== Segment start ==

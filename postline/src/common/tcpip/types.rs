/*
 * Copyright (c) 2024. Govcraft
 *
 * Licensed under either of
 *   * Apache License, Version 2.0 (the "License");
 *     you may not use this file except in compliance with the License.
 *     You may obtain a copy of the License at http://www.apache.org/licenses/LICENSE-2.0
 *   * MIT license: http://opensource.org/licenses/MIT
 *
 * Unless required by applicable law or agreed to in writing, software
 * distributed under the License is distributed on an "AS IS" BASIS,
 * WITHOUT WARRANTIES OR CONDITIONS OF ANY KIND, either express or implied.
 * See the applicable License for the specific language governing permissions and
 * limitations under that License.
 */

use std::fmt;

use crate::message::CommunicationError;

/// Errors of the TCP/IP transport.
#[derive(Debug, Clone, PartialEq, Eq)]
pub enum TransportError {
    /// The peer closed the connection, possibly in the middle of a frame.
    ConnectionClosed,

    /// A frame violated the wire format.
    ProtocolError(String),

    /// A payload larger than the frame limit.
    PayloadTooLarge {
        /// Payload size in bytes.
        size: usize,
        /// Largest payload allowed.
        max: usize,
    },

    /// Socket or I/O error.
    IoError(String),

    /// A connection attempt did not finish in time.
    Timeout,
}

impl fmt::Display for TransportError {
    fn fmt(&self, f: &mut fmt::Formatter<'_>) -> fmt::Result {
        match self {
            Self::ConnectionClosed => write!(f, "Connection closed"),
            Self::ProtocolError(e) => write!(f, "Protocol error: {e}"),
            Self::PayloadTooLarge { size, max } => {
                write!(f, "Payload of {size} bytes exceeds the frame limit of {max} bytes")
            }
            Self::IoError(e) => write!(f, "I/O error: {e}"),
            Self::Timeout => write!(f, "Connection attempt timed out"),
        }
    }
}

impl std::error::Error for TransportError {}

impl From<std::io::Error> for TransportError {
    fn from(err: std::io::Error) -> Self {
        if err.kind() == std::io::ErrorKind::UnexpectedEof {
            Self::ConnectionClosed
        } else {
            Self::IoError(err.to_string())
        }
    }
}

impl From<TransportError> for CommunicationError {
    fn from(err: TransportError) -> Self {
        match err {
            TransportError::PayloadTooLarge { size, max } => Self::PayloadTooLarge { size, max },
            TransportError::ConnectionClosed => Self::Disconnected,
            other => Self::Transport(other.to_string()),
        }
    }
}
/*
 * Copyright (c) 2024. Govcraft
 *
 * Licensed under either of
 *   * Apache License, Version 2.0 (the "License");
 *     you may not use this file except in compliance with the License.
 *     You may obtain a copy of the License at http://www.apache.org/licenses/LICENSE-2.0
 *   * MIT license: http://opensource.org/licenses/MIT
 *
 * Unless required by applicable law or agreed to in writing, software
 * distributed under the License is distributed on an "AS IS" BASIS,
 * WITHOUT WARRANTIES OR CONDITIONS OF ANY KIND, either express or implied.
 * See the applicable License for the specific language governing permissions and
 * limitations under that License.
 */

//! Packet model: headers, payloads and the types used to correlate answers.

pub use communication_error::CommunicationError;
pub use envelope::Message;
pub use header::{ComponentId, Header, HeaderType, Identifier, BROADCAST};
pub(crate) use header::RawHeader;
pub use payload::SmartPayload;
pub use response::{ResponseHandle, ResponseOutcome};

/// Defines [`CommunicationError`].
mod communication_error;
/// Defines [`Message`].
mod envelope;
/// Defines [`Header`] and its wire layout.
mod header;
/// Defines [`SmartPayload`].
mod payload;
/// Defines [`ResponseHandle`] and [`ResponseOutcome`].
mod response;
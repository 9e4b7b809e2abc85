/*
 * Copyright (c) 2024. Govcraft
 *
 * Licensed under either of
 *   * Apache License, Version 2.0 (the "License");
 *     you may not use this file except in compliance with the License.
 *     You may obtain a copy of the License at http://www.apache.org/licenses/LICENSE-2.0
 *   * MIT license: http://opensource.org/licenses/MIT
 *
 * Unless required by applicable law or agreed to in writing, software
 * distributed under the License is distributed on an "AS IS" BASIS,
 * WITHOUT WARRANTIES OR CONDITIONS OF ANY KIND, either express or implied.
 * See the applicable License for the specific language governing permissions and
 * limitations under that License.
 */

//! Internal building blocks: configuration, routing, dispatch and the
//! in-process and TCP/IP backends.

pub use communication::{Communication, Outbox};
pub use config::{ConfigError, DispatcherConfig, PostlineConfig};
pub use dispatcher::{Dispatcher, DispatcherStats};
pub use loopback::{LoopbackBackend, LoopbackBus};
pub use response_tracker::{ResponseCallback, ResponseTracker};
pub use routing_table::{RoutingTable, RoutingTableBuilder};

/// Defines [`Communication`] and [`Outbox`].
mod communication;
/// Configuration loaded from XDG-compliant locations.
pub mod config;
/// Defines [`Dispatcher`].
mod dispatcher;
/// Defines the in-process backend.
mod loopback;
/// Bookkeeping for outstanding answers and acknowledges.
mod response_tracker;
/// Defines [`RoutingTable`].
mod routing_table;

/// Hosted TCP/IP transport.
///
/// Only available when the `tcpip` feature is enabled.
#[cfg(feature = "tcpip")]
pub mod tcpip;
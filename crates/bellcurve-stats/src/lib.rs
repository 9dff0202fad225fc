//! bellcurve-stats - Numerical core for the normal distribution explorer
//!
//! This crate provides the pure functions behind the explorer:
//!
//! - **Normal**: Gaussian PDF, error function, percentile (CDF × 100)
//! - **Summary**: population mean and standard deviation of a sample
//! - **Sampling**: Box–Muller deviates from an injected random source
//! - **Curve**: evenly spaced PDF polyline over a domain
//! - **Histogram**: equal-width binning over a domain
//!
//! Everything here is deterministic given its inputs. Randomness only enters
//! through the `rand::Rng` passed to the sampling functions.

pub mod curve;
pub mod error;
pub mod histogram;
pub mod normal;
pub mod sampling;
pub mod summary;

pub use curve::*;
pub use error::*;
pub use histogram::*;
pub use normal::*;
pub use sampling::*;
pub use summary::*;
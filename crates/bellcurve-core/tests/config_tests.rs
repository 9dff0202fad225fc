//! Chart configuration integration tests

mod common;

use bellcurve_core::render::Primitive;
use bellcurve_core::{ChartConfig, ConfigError, Explorer};
use bellcurve_stats::DistributionParams;
use common::fixtures::{load_config, load_fixture};

#[test]
fn test_compact_config_overrides() {
    let config = load_config("compact.toml");
    assert_eq!(config.sampling.curve_points, 60);
    assert_eq!(config.sampling.bin_count, 12);
    // Unset keys keep their defaults
    assert_eq!(config.sampling.domain_sigmas, 4.0);
    assert_eq!(config.zoom.min_scale, 0.5);
    assert_eq!(config.zoom.max_scale, 3.0);
    assert!(!config.style.show_grid);
}

#[test]
fn test_compact_config_drives_scene() {
    let config = load_config("compact.toml");
    let mut explorer = Explorer::with_config(config, DistributionParams::standard()).unwrap();
    explorer.set_sample(vec![0.0, 0.5, 1.0]).unwrap();

    let scene = explorer.scene();
    assert_eq!(scene.origin, (8.0, 2.0));
    assert_eq!(scene.plot_width, 150.0);
    assert_eq!(scene.plot_height, 72.0);
    assert_eq!(scene.curve().unwrap().len(), 60);
    assert_eq!(scene.bars().count(), 12);
    assert_eq!(scene.markers().count(), 7);
    assert!(!scene
        .primitives
        .iter()
        .any(|p| matches!(p, Primitive::GridLine { .. })));
}

#[test]
fn test_inverted_zoom_limits_rejected() {
    let err = ChartConfig::from_toml(&load_fixture("config/invalid_zoom.toml")).unwrap_err();
    assert!(matches!(err, ConfigError::OutOfRange(_)));
    assert!(err.to_string().contains("max_scale"));
}

#[test]
fn test_malformed_toml() {
    assert!(matches!(
        ChartConfig::from_toml("[sampling\ncurve_points = 5"),
        Err(ConfigError::Toml(_))
    ));
}

#[test]
fn test_toml_round_trip_of_fixture() {
    let config = load_config("compact.toml");
    let written = config.to_toml().unwrap();
    assert_eq!(ChartConfig::from_toml(&written).unwrap(), config);
}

== Segment end ==

* Work task *
Search the material above for the string "ResponseOutcome", and copy every line in which it turns up.

* Exercise output *
pub use response::{ResponseHandle, ResponseOutcome};
/// Defines [`ResponseHandle`] and [`ResponseOutcome`].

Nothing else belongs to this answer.